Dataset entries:
#[cfg(test)]
mod tests {
    use super::*;
    use crate::track::Reference;
    use assert_approx_eq::assert_approx_eq;
    use rand::{Rng, SeedableRng, rngs::StdRng};

    #[test]
    fn empty_stats() {
        let stats = RunningStats::default();
        assert_eq!(stats.count(), 0);
        assert_eq!(stats.mean(), None);
        assert_eq!(stats.variance(), None);
        assert_eq!(stats.min(), None);
    }

    #[test]
    fn running_stats() {
        let stats: RunningStats = [2.0, 4.0, 4.0, 4.0, 5.0, 5.0, 7.0, 9.0].into_iter().collect();
        assert_eq!(stats.count(), 8);
        assert_approx_eq!(stats.mean().expect("not empty"), 5.0);
        assert_approx_eq!(stats.variance().expect("not empty"), 4.0);
        assert_approx_eq!(stats.std_dev().expect("not empty"), 2.0);
        assert_eq!(stats.min(), Some(2.0));
        assert_eq!(stats.max(), Some(9.0));
    }

    #[test]
    fn merged_stats_equal_sequential() {
        let mut rng = StdRng::seed_from_u64(7);
        let values: Vec<Real> = (0..500).map(|_| rng.random_range(-50.0..150.0)).collect();
        let sequential: RunningStats = values.iter().copied().collect();

        let (left, right) = values.split_at(123);
        let mut merged: RunningStats = left.iter().copied().collect();
        merged.merge(right.iter().copied().collect());
        merged.merge(RunningStats::default());

        assert_eq!(merged.count(), sequential.count());
        assert_approx_eq!(
            merged.mean().expect("not empty"),
            sequential.mean().expect("not empty"),
            1e-9
        );
        assert_approx_eq!(
            merged.variance().expect("not empty"),
            sequential.variance().expect("not empty"),
            1e-6
        );
        assert_eq!(merged.min(), sequential.min());
        assert_eq!(merged.max(), sequential.max());
    }

    #[test]
    fn covariance_of_linear_pairs() {
        let mut joint = RunningCovariance::default();
        assert_eq!(joint.covariance(), None);
        assert_eq!(joint.correlation(), None);
        for x in [1.0, 2.0, 3.0] {
            joint.push(x, 2.0 * x);
        }
        assert_approx_eq!(joint.covariance().expect("not empty"), 4.0 / 3.0);
        assert_approx_eq!(joint.correlation().expect("both vary"), 1.0);
        assert_approx_eq!(joint.y().mean().expect("not empty"), 4.0);

        let mut anti = RunningCovariance::default();
        for x in [1.0, 2.0, 3.0] {
            anti.push(x, 10.0 - x);
        }
        assert_approx_eq!(anti.correlation().expect("both vary"), -1.0);

        let mut flat = RunningCovariance::default();
        flat.push(1.0, 5.0);
        flat.push(2.0, 5.0);
        assert_eq!(flat.correlation(), None);
    }

    #[test]
    fn merged_covariance_equals_sequential() {
        let mut rng = StdRng::seed_from_u64(13);
        let pairs: Vec<(Real, Real)> = (0..400)
            .map(|_| {
                let x = rng.random_range(0.0..100.0);
                (x, 0.5 * x + rng.random_range(-20.0..20.0))
            })
            .collect();
        let mut sequential = RunningCovariance::default();
        pairs.iter().for_each(|&(x, y)| sequential.push(x, y));

        let (left, right) = pairs.split_at(157);
        let mut merged = RunningCovariance::default();
        left.iter().for_each(|&(x, y)| merged.push(x, y));
        let mut other = RunningCovariance::default();
        right.iter().for_each(|&(x, y)| other.push(x, y));
        merged.merge(other);
        merged.merge(RunningCovariance::default());

        assert_eq!(merged.count(), 400);
        assert_approx_eq!(
            merged.covariance().expect("not empty"),
            sequential.covariance().expect("not empty"),
            1e-6
        );
        assert_approx_eq!(
            merged.correlation().expect("both vary"),
            sequential.correlation().expect("both vary"),
            1e-9
        );
        assert!(sequential.correlation().expect("both vary") > 0.5);
    }

    #[test]
    fn waveform_profile() {
        let mut profile = WaveformProfile::default();
        profile.push(100.0, &[100.0, 90.0, 80.0]);
        profile.push(50.0, &[50.0, 50.0, 30.0]);
        assert_eq!(profile.count(), 2);
        assert_eq!(profile.mean(), vec![0.0, 5.0, 20.0]);

        let mut other = WaveformProfile::default();
        other.push(10.0, &[10.0, 10.0, 10.0, 0.0]);
        profile.merge(other);
        assert_eq!(profile.count(), 3);
        assert_eq!(profile.mean().len(), 4);
    }

    #[test]
    fn centroid_is_weighted_by_peak() {
        let mut channel = ChannelStatistics::default();
        assert_eq!(channel.centroid(), None);

        let record = |peak| FeatureRecord {
            pedestal: 0.0,
            peak,
            peak_time: None,
        };
        channel.push(&record(30.0), &TrackPosition { x: 1.0, y: -2.0 });
        channel.push(&record(10.0), &TrackPosition { x: 5.0, y: 2.0 });
        channel.push(&record(-4.0), &TrackPosition { x: 100.0, y: 100.0 });

        let centroid = channel.centroid().expect("positive peaks were observed");
        assert_approx_eq!(centroid.x, 2.0);
        assert_approx_eq!(centroid.y, -1.0);
        assert_eq!(channel.without_timing, 3);
        assert_eq!(channel.peak.count(), 3);
    }

    #[test]
    fn run_statistics_as_sink() {
        let address = ChannelAddress::new(0, 0, 4);
        let track = TrackPosition { x: 3.0, y: 4.0 };
        let record = FeatureRecord {
            pedestal: 100.0,
            peak: 40.0,
            peak_time: Some(12.0),
        };

        let mut first = RunStatistics::default();
        first.observe_scalar(ScalarKind::TrackX, track.x);
        first.observe_scalar(ScalarKind::TrackY, track.y);
        first.observe(address, &record, &track);
        first.observe_waveform(address, &record, &[100.0, 60.0]);
        first.observe_rejection(&TrackRejection::LowAmplitude(Reference::Up));

        let mut second = RunStatistics::default();
        second.observe_rejection(&TrackRejection::LowAmplitude(Reference::Up));
        second.observe_rejection(&TrackRejection::UndefinedTiming(Reference::Left));
        first.observe_calorimeter(10.0, 100.0);
        second.observe_calorimeter(20.0, 150.0);

        first.merge(second);
        assert_eq!(first.accepted(), 1);
        assert_eq!(first.rejected(), 3);
        assert_eq!(
            first
                .rejections
                .get(&TrackRejection::LowAmplitude(Reference::Up)),
            Some(&2)
        );

        let channel = first.channel(address).expect("channel was observed");
        assert_eq!(channel.peak_time.mean(), Some(12.0));
        assert_eq!(channel.waveform.mean(), vec![0.0, 40.0]);
        assert_eq!(channel.centroid(), Some(track));

        assert_eq!(first.calorimeter.count(), 2);
        assert_approx_eq!(first.calorimeter.covariance().expect("not empty"), 125.0);
    }
}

• [EXERCISE]:
Could you retype each record exactly as it appears?

• [ANSWER AREA]:
#[cfg(test)]
mod tests {
    use super::*;
    use crate::track::Reference;
    use assert_approx_eq::assert_approx_eq;
    use rand::{Rng, SeedableRng, rngs::StdRng};

    #[test]
    fn empty_stats() {
        let stats = RunningStats::default();
        assert_eq!(stats.count(), 0);
        assert_eq!(stats.mean(), None);
        assert_eq!(stats.variance(), None);
        assert_eq!(stats.min(), None);
    }

    #[test]
    fn running_stats() {
        let stats: RunningStats = [2.0, 4.0, 4.0, 4.0, 5.0, 5.0, 7.0, 9.0].into_iter().collect();
        assert_eq!(stats.count(), 8);
        assert_approx_eq!(stats.mean().expect("not empty"), 5.0);
        assert_approx_eq!(stats.variance().expect("not empty"), 4.0);
        assert_approx_eq!(stats.std_dev().expect("not empty"), 2.0);
        assert_eq!(stats.min(), Some(2.0));
        assert_eq!(stats.max(), Some(9.0));
    }

    #[test]
    fn merged_stats_equal_sequential() {
        let mut rng = StdRng::seed_from_u64(7);
        let values: Vec<Real> = (0..500).map(|_| rng.random_range(-50.0..150.0)).collect();
        let sequential: RunningStats = values.iter().copied().collect();

        let (left, right) = values.split_at(123);
        let mut merged: RunningStats = left.iter().copied().collect();
        merged.merge(right.iter().copied().collect());
        merged.merge(RunningStats::default());

        assert_eq!(merged.count(), sequential.count());
        assert_approx_eq!(
            merged.mean().expect("not empty"),
            sequential.mean().expect("not empty"),
            1e-9
        );
        assert_approx_eq!(
            merged.variance().expect("not empty"),
            sequential.variance().expect("not empty"),
            1e-6
        );
        assert_eq!(merged.min(), sequential.min());
        assert_eq!(merged.max(), sequential.max());
    }

    #[test]
    fn covariance_of_linear_pairs() {
        let mut joint = RunningCovariance::default();
        assert_eq!(joint.covariance(), None);
        assert_eq!(joint.correlation(), None);
        for x in [1.0, 2.0, 3.0] {
            joint.push(x, 2.0 * x);
        }
        assert_approx_eq!(joint.covariance().expect("not empty"), 4.0 / 3.0);
        assert_approx_eq!(joint.correlation().expect("both vary"), 1.0);
        assert_approx_eq!(joint.y().mean().expect("not empty"), 4.0);

        let mut anti = RunningCovariance::default();
        for x in [1.0, 2.0, 3.0] {
            anti.push(x, 10.0 - x);
        }
        assert_approx_eq!(anti.correlation().expect("both vary"), -1.0);

        let mut flat = RunningCovariance::default();
        flat.push(1.0, 5.0);
        flat.push(2.0, 5.0);
        assert_eq!(flat.correlation(), None);
    }

    #[test]
    fn merged_covariance_equals_sequential() {
        let mut rng = StdRng::seed_from_u64(13);
        let pairs: Vec<(Real, Real)> = (0..400)
            .map(|_| {
                let x = rng.random_range(0.0..100.0);
                (x, 0.5 * x + rng.random_range(-20.0..20.0))
            })
            .collect();
        let mut sequential = RunningCovariance::default();
        pairs.iter().for_each(|&(x, y)| sequential.push(x, y));

        let (left, right) = pairs.split_at(157);
        let mut merged = RunningCovariance::default();
        left.iter().for_each(|&(x, y)| merged.push(x, y));
        let mut other = RunningCovariance::default();
        right.iter().for_each(|&(x, y)| other.push(x, y));
        merged.merge(other);
        merged.merge(RunningCovariance::default());

        assert_eq!(merged.count(), 400);
        assert_approx_eq!(
            merged.covariance().expect("not empty"),
            sequential.covariance().expect("not empty"),
            1e-6
        );
        assert_approx_eq!(
            merged.correlation().expect("both vary"),
            sequential.correlation().expect("both vary"),
            1e-9
        );
        assert!(sequential.correlation().expect("both vary") > 0.5);
    }

    #[test]
    fn waveform_profile() {
        let mut profile = WaveformProfile::default();
        profile.push(100.0, &[100.0, 90.0, 80.0]);
        profile.push(50.0, &[50.0, 50.0, 30.0]);
        assert_eq!(profile.count(), 2);
        assert_eq!(profile.mean(), vec![0.0, 5.0, 20.0]);

        let mut other = WaveformProfile::default();
        other.push(10.0, &[10.0, 10.0, 10.0, 0.0]);
        profile.merge(other);
        assert_eq!(profile.count(), 3);
        assert_eq!(profile.mean().len(), 4);
    }

    #[test]
    fn centroid_is_weighted_by_peak() {
        let mut channel = ChannelStatistics::default();
        assert_eq!(channel.centroid(), None);

        let record = |peak| FeatureRecord {
            pedestal: 0.0,
            peak,
            peak_time: None,
        };
        channel.push(&record(30.0), &TrackPosition { x: 1.0, y: -2.0 });
        channel.push(&record(10.0), &TrackPosition { x: 5.0, y: 2.0 });
        channel.push(&record(-4.0), &TrackPosition { x: 100.0, y: 100.0 });

        let centroid = channel.centroid().expect("positive peaks were observed");
        assert_approx_eq!(centroid.x, 2.0);
        assert_approx_eq!(centroid.y, -1.0);
        assert_eq!(channel.without_timing, 3);
        assert_eq!(channel.peak.count(), 3);
    }

    #[test]
    fn run_statistics_as_sink() {
        let address = ChannelAddress::new(0, 0, 4);
        let track = TrackPosition { x: 3.0, y: 4.0 };
        let record = FeatureRecord {
            pedestal: 100.0,
            peak: 40.0,
            peak_time: Some(12.0),
        };

        let mut first = RunStatistics::default();
        first.observe_scalar(ScalarKind::TrackX, track.x);
        first.observe_scalar(ScalarKind::TrackY, track.y);
        first.observe(address, &record, &track);
        first.observe_waveform(address, &record, &[100.0, 60.0]);
        first.observe_rejection(&TrackRejection::LowAmplitude(Reference::Up));

        let mut second = RunStatistics::default();
        second.observe_rejection(&TrackRejection::LowAmplitude(Reference::Up));
        second.observe_rejection(&TrackRejection::UndefinedTiming(Reference::Left));
        first.observe_calorimeter(10.0, 100.0);
        second.observe_calorimeter(20.0, 150.0);

        first.merge(second);
        assert_eq!(first.accepted(), 1);
        assert_eq!(first.rejected(), 3);
        assert_eq!(
            first
                .rejections
                .get(&TrackRejection::LowAmplitude(Reference::Up)),
            Some(&2)
        );

        let channel = first.channel(address).expect("channel was observed");
        assert_eq!(channel.peak_time.mean(), Some(12.0));
        assert_eq!(channel.waveform.mean(), vec![0.0, 40.0]);
        assert_eq!(channel.centroid(), Some(track));

        assert_eq!(first.calorimeter.count(), 2);
        assert_approx_eq!(first.calorimeter.covariance().expect("not empty"), 125.0);
    }
}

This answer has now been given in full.